You are not logged in. Please login at to post your questions!


SETELE - Editorial




Author: Istvan Nagy
Tester: Kevin Atienza
Translators: Sergey Kulik (Russian), Team VNOI (Vietnamese) and Hu Zecong (Mandarin)
Editorialist: Kevin Atienza




Minimum spanning tree, Kruskal's algorithm, union-find


You are given a weighted undirected tree. Two nodes are randomly chosen to be connected with an edge of $0$ cost. Find the expected cost of the MST of the resulting graph.


We want the value $C_{MST} - \frac{S}{T}$ where

  • $C_{MST}$ is the MST cost of the original graph (i.e. just the sum of the costs of all edges).
  • $S$ is the sum of the largest edge weight across all paths.
  • $T$ is the number of paths (i.e. $N(N-1)/2$).

$S$ is the only nontrivial thing to compute. Perform Kruskal's algorithm, but for each connected component, also keep track of its size. Then, $S$ is the sum of $\mathrm{size}(a)\cdot \mathrm{size}(b)\cdot c$ for every step $(a,b,c)$ of the Kruskal algorithm.


Updating the MST

Suppose we want to connect nodes $i$ and $j$ with an edge of $0$ cost. How will the MST be updated?

Here's one equivalent characterization of a (finite) tree: A tree is an acyclic graph with exactly $N-1$ edges. This gives us some clear requirements on how to turn the graph back into a tree again. Specifically, upon adding the edge $(i,j,0)$:

  • We are creating exactly one cycle, namely the cycle $i \rightarrow \ldots \rightarrow j \rightarrow i$, where the $\ldots$ represents the original path from $i$ to $j$. Thus, we need to remove at least one edge from this cycle.
  • The number of edges is now $N$, which means we must remove exactly one edge.

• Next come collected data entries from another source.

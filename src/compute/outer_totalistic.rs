//! Outer-totalistic (Birth/Survival) rules, the Game of Life family.
//!
//! The next state of a cell depends on whether it is alive and on how many of
//! its 8 Moore neighbours are alive. Classic Conway Life is `B3/S23`.

use std::fmt;
use std::str::FromStr;

use rand::rngs::StdRng;

use super::{Board, Cell, LocalRule};
use crate::display::Frame;
use crate::schema::{ConfigError, LifeRule};

pub const DEAD: Cell = 0;
pub const ALIVE: Cell = 1;

/// Binary outer-totalistic rule with birth set B and survival set S.
#[derive(Debug, Clone, Copy, PartialEq, Eq)]
pub struct OuterTotalistic {
    birth: [bool; 9],
    survival: [bool; 9],
}

impl OuterTotalistic {
    /// Build a rule from neighbour counts in `0..=8`.
    pub fn new(birth: &[u8], survival: &[u8]) -> Result<Self, ConfigError> {
        Ok(Self {
            birth: count_set(birth)?,
            survival: count_set(survival)?,
        })
    }

    /// Conway's Game of Life, `B3/S23`.
    pub fn conway() -> Self {
        LifeRule::Original.into()
    }

    /// Neighbour counts that bring a dead cell to life, ascending.
    pub fn birth(&self) -> Vec<u8> {
        members(&self.birth)
    }

    /// Neighbour counts that keep a live cell alive, ascending.
    pub fn survival(&self) -> Vec<u8> {
        members(&self.survival)
    }

    /// Transition for a single cell.
    #[inline]
    pub fn next(&self, alive: bool, live_neighbors: usize) -> bool {
        if alive {
            self.survival[live_neighbors]
        } else {
            self.birth[live_neighbors]
        }
    }
}

fn count_set(counts: &[u8]) -> Result<[bool; 9], ConfigError> {
    let mut set = [false; 9];
    for &n in counts {
        if n > 8 {
            return Err(ConfigError::InvalidNeighborCount(n));
        }
        set[n as usize] = true;
    }
    Ok(set)
}

fn members(set: &[bool; 9]) -> Vec<u8> {
    (0u8..9).filter(|&n| set[n as usize]).collect()
}

impl LocalRule for OuterTotalistic {
    fn alphabet(&self) -> usize {
        2
    }

    fn next_state(&self, board: &Board, row: usize, col: usize, _generation: u64) -> Cell {
        let (r, c) = (row as isize, col as isize);
        let live = board.neighbors(r, c).filter(|&s| s != DEAD).count();
        let alive = board.at(row, col) != DEAD;
        if self.next(alive, live) { ALIVE } else { DEAD }
    }

    fn seed_state(&self, _index: usize, _total: usize, _rng: &mut StdRng) -> Cell {
        ALIVE
    }

    fn frame(&self, board: &Board) -> Frame {
        Frame::Mono(board.clone())
    }
}

impl fmt::Display for OuterTotalistic {
    fn fmt(&self, f: &mut fmt::Formatter<'_>) -> fmt::Result {
        write!(f, "B")?;
        for n in self.birth() {
            write!(f, "{n}")?;
        }
        write!(f, "/S")?;
        for n in self.survival() {
            write!(f, "{n}")?;
        }
        Ok(())
    }
}

/// Errors from parsing a `B.../S...` rule string.
#[derive(Debug, Clone, PartialEq, Eq, thiserror::Error)]
pub enum RuleParseError {
    #[error("Rule string must look like B3/S23, got {0:?}")]
    Malformed(String),
    #[error("Invalid neighbor count {0:?} in rule string")]
    InvalidDigit(char),
}

impl FromStr for OuterTotalistic {
    type Err = RuleParseError;

    /// Parse `B3/S23`-style notation. Either half may come first and either
    /// may be empty (`B2/S` is Seeds).
    fn from_str(s: &str) -> Result<Self, Self::Err> {
        let malformed = || RuleParseError::Malformed(s.to_string());
        let (first, second) = s.trim().split_once('/').ok_or_else(malformed)?;

        let mut birth = None;
        let mut survival = None;
        for part in [first, second] {
            let mut chars = part.chars();
            let slot = match chars.next().map(|c| c.to_ascii_uppercase()) {
                Some('B') => &mut birth,
                Some('S') => &mut survival,
                _ => return Err(malformed()),
            };
            if slot.is_some() {
                return Err(malformed());
            }
            let mut set = [false; 9];
            for ch in chars {
                match ch.to_digit(10) {
                    Some(d) if d <= 8 => set[d as usize] = true,
                    _ => return Err(RuleParseError::InvalidDigit(ch)),
                }
            }
            *slot = Some(set);
        }

        match (birth, survival) {
            (Some(birth), Some(survival)) => Ok(Self { birth, survival }),
            _ => Err(malformed()),
        }
    }
}

impl From<LifeRule> for OuterTotalistic {
    fn from(preset: LifeRule) -> Self {
        let (birth, survival) = preset.counts();
        // Preset counts are all within 0..=8.
        Self {
            birth: count_set(birth).unwrap_or_default(),
            survival: count_set(survival).unwrap_or_default(),
        }
    }
}

#[cfg(test)]
mod tests {
    use super::*;
    use crate::compute::step;

    fn board_with(height: usize, width: usize, live: &[(isize, isize)]) -> Board {
        let mut board = Board::new(height, width, DEAD);
        for &(r, c) in live {
            board.set(r, c, ALIVE);
        }
        board
    }

    #[test]
    fn test_block_is_fixed_point() {
        let rule = OuterTotalistic::conway();
        let block = board_with(34, 9, &[(17, 3), (17, 4), (18, 3), (18, 4)]);
        let next = step(&rule, &block, 0);
        assert_eq!(next.board, block);
        assert_eq!(next.changed, 0);
    }

    #[test]
    fn test_blinker_oscillates() {
        let rule = OuterTotalistic::conway();
        let horizontal = board_with(10, 9, &[(5, 3), (5, 4), (5, 5)]);
        let vertical = board_with(10, 9, &[(4, 4), (5, 4), (6, 4)]);
        let once = step(&rule, &horizontal, 0).board;
        assert_eq!(once, vertical);
        assert_eq!(step(&rule, &once, 1).board, horizontal);
    }

    #[test]
    fn test_wraparound_neighbors_count() {
        // A vertical blinker straddling the top/bottom seam.
        let rule = OuterTotalistic::conway();
        let board = board_with(6, 6, &[(5, 2), (0, 2), (1, 2)]);
        let next = step(&rule, &board, 0).board;
        assert_eq!(next, board_with(6, 6, &[(0, 1), (0, 2), (0, 3)]));
    }

    #[test]
    fn test_seeds_kills_every_live_cell() {
        let rule = OuterTotalistic::from(LifeRule::Seeds);
        let board = board_with(8, 8, &[(3, 3), (3, 4)]);
        let next = step(&rule, &board, 0).board;
        assert_eq!(next.at(3, 3), DEAD);
        assert_eq!(next.at(3, 4), DEAD);
        // Cells touching both parents are born.
        assert_eq!(next.at(2, 3), ALIVE);
        assert_eq!(next.at(4, 4), ALIVE);
    }

    #[test]
    fn test_presets_match_notation() {
        assert_eq!(OuterTotalistic::from(LifeRule::Original).to_string(), "B3/S23");
        assert_eq!(OuterTotalistic::from(LifeRule::HighLife).to_string(), "B36/S23");
        assert_eq!(OuterTotalistic::from(LifeRule::DayAndNight).to_string(), "B3678/S34678");
        assert_eq!(OuterTotalistic::from(LifeRule::Seeds).to_string(), "B2/S");
    }

    #[test]
    fn test_parse_rule_string() {
        let rule: OuterTotalistic = "B36/S23".parse().unwrap();
        assert_eq!(rule, OuterTotalistic::from(LifeRule::HighLife));
        let swapped: OuterTotalistic = "s23/b3".parse().unwrap();
        assert_eq!(swapped, OuterTotalistic::conway());
        assert_eq!(
            "B9/S23".parse::<OuterTotalistic>(),
            Err(RuleParseError::InvalidDigit('9'))
        );
        assert!("B3S23".parse::<OuterTotalistic>().is_err());
        assert!("B3/B23".parse::<OuterTotalistic>().is_err());
    }

    #[test]
    fn test_new_rejects_large_counts() {
        assert!(matches!(
            OuterTotalistic::new(&[9], &[]),
            Err(ConfigError::InvalidNeighborCount(9))
        ));
        let rule = OuterTotalistic::new(&[3, 6], &[2, 3]).unwrap();
        assert_eq!(rule.birth(), vec![3, 6]);
        assert_eq!(rule.survival(), vec![2, 3]);
    }
}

Together, this means that we must remove one edge from that cycle. Which edge? Well, we want the resulting graph to have the smallest possible cost, so naturally we want to remove the edge with the largest cost!

To summarize, by adding the edge $(i,j,0)$, the cost of the MST reduces by exactly the largest edge weight in the path from $i$ to $j$!

Expected value of the new MST

To answer the question, we want to find the expected cost of the new MST. Let $C_{MST}$ be the cost of the original tree. Then from the above, and from the fact that $(i,j)$ is uniformly chosen, we see that this expected value is simply $C_{MST} - \frac{S}{T}$, where

  • $S$ is the sum of the largest edge weight across all paths.
  • $T$ is the number of paths (i.e. $\binom{N}{2} = N(N-1)/2$).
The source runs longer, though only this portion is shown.